The mechanism worth being precise about: MVCC doesn’t pick a “winning” version. It keeps all versions, and each transaction sees the version that matches its snapshot.
If transaction A starts at time T1, A will see the data as it existed at T1. If transaction B starts at time T2 (slightly later), B sees the data as of T2. Both transactions run concurrently, looking at different snapshots. Neither blocks the other for reads.
Old versions are eventually cleaned up by a background process — the “vacuum” in Postgres, similar processes in other MVCC databases. Cleanup happens once no active transaction could possibly need an old version anymore.
The cost of MVCC: storage overhead from multiple versions, plus the periodic cleanup work. The benefit: readers never block writers, and writers never block readers. This is one of the reasons modern databases can handle high concurrency that older locking-based systems couldn’t.
PostgreSQL, Oracle, MySQL with InnoDB, and most modern databases use MVCC. Implementations vary in detail — how they track versions, how they decide which version a given transaction sees, when they clean up — but the core idea is the same.
The anomalies MVCC introduces
MVCC eliminates contention but introduces new anomalies that the classical four don’t capture cleanly. Two are worth knowing.
Write skew. Two transactions read overlapping data, make decisions based on what they read, and write to different rows. Neither transaction’s write conflicts with the other’s write, so both commit successfully — but the combined effect violates an invariant that depended on both transactions seeing each other’s changes.
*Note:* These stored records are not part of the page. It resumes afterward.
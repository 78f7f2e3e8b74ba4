// 该文件是 Subwindow （子窗口搜索） 项目的一部分。
// src/feature.rs - 联合特征映射 Psi(x, y)
//
// 本文件根据 Apache 许可证第 2.0 版（以下简称“许可证”）授权使用；
// 除非遵守该许可证条款，否则您不得使用本文件。
// 您可通过以下网址获取许可证副本：
// http://www.apache.org/licenses/LICENSE-2.0
// 除非适用法律要求或书面同意，根据本许可协议分发的软件均按“原样”提供，
// 不附带任何形式的明示或暗示的保证或条件。
// 有关许可权限与限制的具体条款，请参阅本许可协议。
//
// Copyright (C) 2026 Johann Li <me@qinka.pro>, Wareless Group

use thiserror::Error;
use tracing::warn;

use crate::{
  config::{ClusterPolicy, ModelConfig},
  geometry::BBox,
  image::PointCloud,
  label::Label,
  loss::loss,
};

#[derive(Error, Debug, PartialEq)]
pub enum FeatureError {
  #[error("聚类编号 {cluster} 超出范围 [0, {numbins})")]
  ClusterOutOfRange { cluster: i32, numbins: usize },
  #[error("权重向量长度不匹配: 期望 {expected}, 实际 {actual}")]
  WeightLength { expected: usize, actual: usize },
}

/// 稀疏直方图特征，下标升序
#[derive(Debug, Clone, PartialEq, Eq)]
pub struct FeatureVector {
  dim: usize,
  indices: Vec<usize>,
  values: Vec<u32>,
}

impl FeatureVector {
  pub fn zeros(dim: usize) -> Self {
    Self {
      dim,
      indices: Vec::new(),
      values: Vec::new(),
    }
  }

  /// 由稠密计数构造，丢弃零项
  pub fn from_dense(counts: &[u32]) -> Self {
    let (indices, values) = counts
      .iter()
      .enumerate()
      .filter(|(_, v)| **v > 0)
      .map(|(i, v)| (i, *v))
      .unzip();
    Self {
      dim: counts.len(),
      indices,
      values,
    }
  }

  pub fn dim(&self) -> usize {
    self.dim
  }

  /// 非零项个数
  pub fn nnz(&self) -> usize {
    self.indices.len()
  }

  pub fn is_zero(&self) -> bool {
    self.indices.is_empty()
  }

  pub fn iter(&self) -> impl Iterator<Item = (usize, u32)> + '_ {
    self.indices.iter().copied().zip(self.values.iter().copied())
  }

  pub fn to_dense(&self) -> Vec<u32> {
    let mut dense = vec![0; self.dim];
    for (i, v) in self.iter() {
      dense[i] = v;
    }
    dense
  }

  pub fn dot(&self, weights: &[f64]) -> Result<f64, FeatureError> {
    if weights.len() != self.dim {
      return Err(FeatureError::WeightLength {
        expected: self.dim,
        actual: weights.len(),
      });
    }
    Ok(self.iter().map(|(i, v)| weights[i] * v as f64).sum())
  }
}

/// 将聚类编号映射到直方图下标，按配置截断或报错
///
/// 返回 `(下标, 是否截断)`。
pub(crate) fn clip_cluster(cluster: i32, config: &ModelConfig) -> Result<(usize, bool), FeatureError> {
  let numbins = config.numbins();
  if cluster >= 0 && (cluster as usize) < numbins {
    return Ok((cluster as usize, false));
  }
  match config.cluster_policy() {
    ClusterPolicy::Fail => Err(FeatureError::ClusterOutOfRange { cluster, numbins }),
    ClusterPolicy::Clip => Ok(((cluster.max(0) as usize).min(numbins - 1), true)),
  }
}

pub(crate) fn warn_clipped(image: &PointCloud, clipped: usize, numbins: usize) {
  if clipped > 0 {
    warn!(
      "图像 {} 中有 {} 个点的聚类编号超出 [0, {})，已截断",
      image.id().unwrap_or("<unnamed>"),
      clipped,
      numbins
    );
  }
}

/// 图像限制在框内的视觉词直方图
///
/// 非法框或不含任何点的框得到全零向量。
pub fn psi(image: &PointCloud, bbox: &BBox, config: &ModelConfig) -> Result<FeatureVector, FeatureError> {
  if !bbox.is_legal() {
    return Ok(FeatureVector::zeros(config.size_psi()));
  }

  let mut counts = vec![0u32; config.size_psi()];
  let mut clipped = 0usize;
  for (_, _, c) in image.points_in(bbox) {
    let (bin, was_clipped) = clip_cluster(c, config)?;
    counts[bin] += 1;
    clipped += usize::from(was_clipped);
  }
  warn_clipped(image, clipped, config.numbins());

  Ok(FeatureVector::from_dense(&counts))
}

/// 线性打分 `w · psi(x, y)`
pub fn score(
  image: &PointCloud,
  bbox: &BBox,
  weights: &[f64],
  config: &ModelConfig,
) -> Result<f64, FeatureError> {
  psi(image, bbox, config)?.dot(weights)
}

/// 损失增强目标 `w · psi(x, y) + Delta(y*, y)`
pub fn joint_score(
  image: &PointCloud,
  bbox: &BBox,
  weights: &[f64],
  label: &Label,
  config: &ModelConfig,
) -> Result<f64, FeatureError> {
  Ok(score(image, bbox, weights, config)? + loss(label, bbox, config.loss()))
}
The canonical example: a hospital requires at least one doctor on call at all times. Two doctors are currently on call. Both want to take themselves off call. Transaction A reads “2 doctors on call” and decides it’s safe to remove doctor A. Transaction B simultaneously reads “2 doctors on call” and decides it’s safe to remove doctor B. Neither transaction writes to the same row as the other, so neither sees a conflict at the row level. Both commit. Now zero doctors are on call — violating the invariant.
Write skew is not one of the four classical anomalies because the classical framework was developed in the era of lock-based databases, where shared read locks would force one of the two transactions to wait. The waiting either resolved the conflict (one transaction sees the other’s commit and decides differently) or produced a deadlock (which the database detects and aborts). Either way, the anomaly was prevented through the contention and deadlocks that shared read locks produced — at significant performance cost.
Snapshot isolation removes shared read locks to eliminate that contention. The performance improvement is dramatic, but a side effect is that write skew becomes possible. Two transactions can read the same data without taking lasting locks, both make decisions based on what they read, and both commit non-overlapping writes successfully — because neither transaction holds a lock that would block the other.
Read skew. A transaction reads multiple rows at different points in time, and another transaction commits between the reads. The first transaction now has a view of the data that was never consistent — some rows are from one moment, others from another.
Example: A reads account 1’s balance ($500). B transfers $200 from account 1 to account 2 and commits. A then reads account 2’s balance ($800, which includes the $200 from the transfer). A now believes the total balance is $1300. But the actual total at any single moment was $1100 (either $700 + $400 before the transfer, or $500 + $800 after). A has a view that never existed at any single point in time.
These MVCC-specific anomalies are why Serializable isolation requires more than just snapshot isolation. PostgreSQL’s “Serializable Snapshot Isolation” detects potential write skew and aborts one of the conflicting transactions. SQL Server’s Serializable uses different mechanisms. The implementations vary, but the goal is the same: prevent the anomalies that snapshot isolation alone allows.
What isolation looks like in analytical systems
Most isolation content is written from the OLTP perspective. That’s the natural fit — isolation is fundamentally an OLTP concept, because OLTP systems have many concurrent transactions reading and writing the same data.
Analytical systems are different. BigQuery, Snowflake, Databricks — these are query-oriented, not transaction-oriented. The unit of work is the query, not a multi-statement transaction. You don’t BEGIN ... COMMIT your way through a series of analytical operations the way you do in Postgres.
This changes how isolation manifests in analytical work.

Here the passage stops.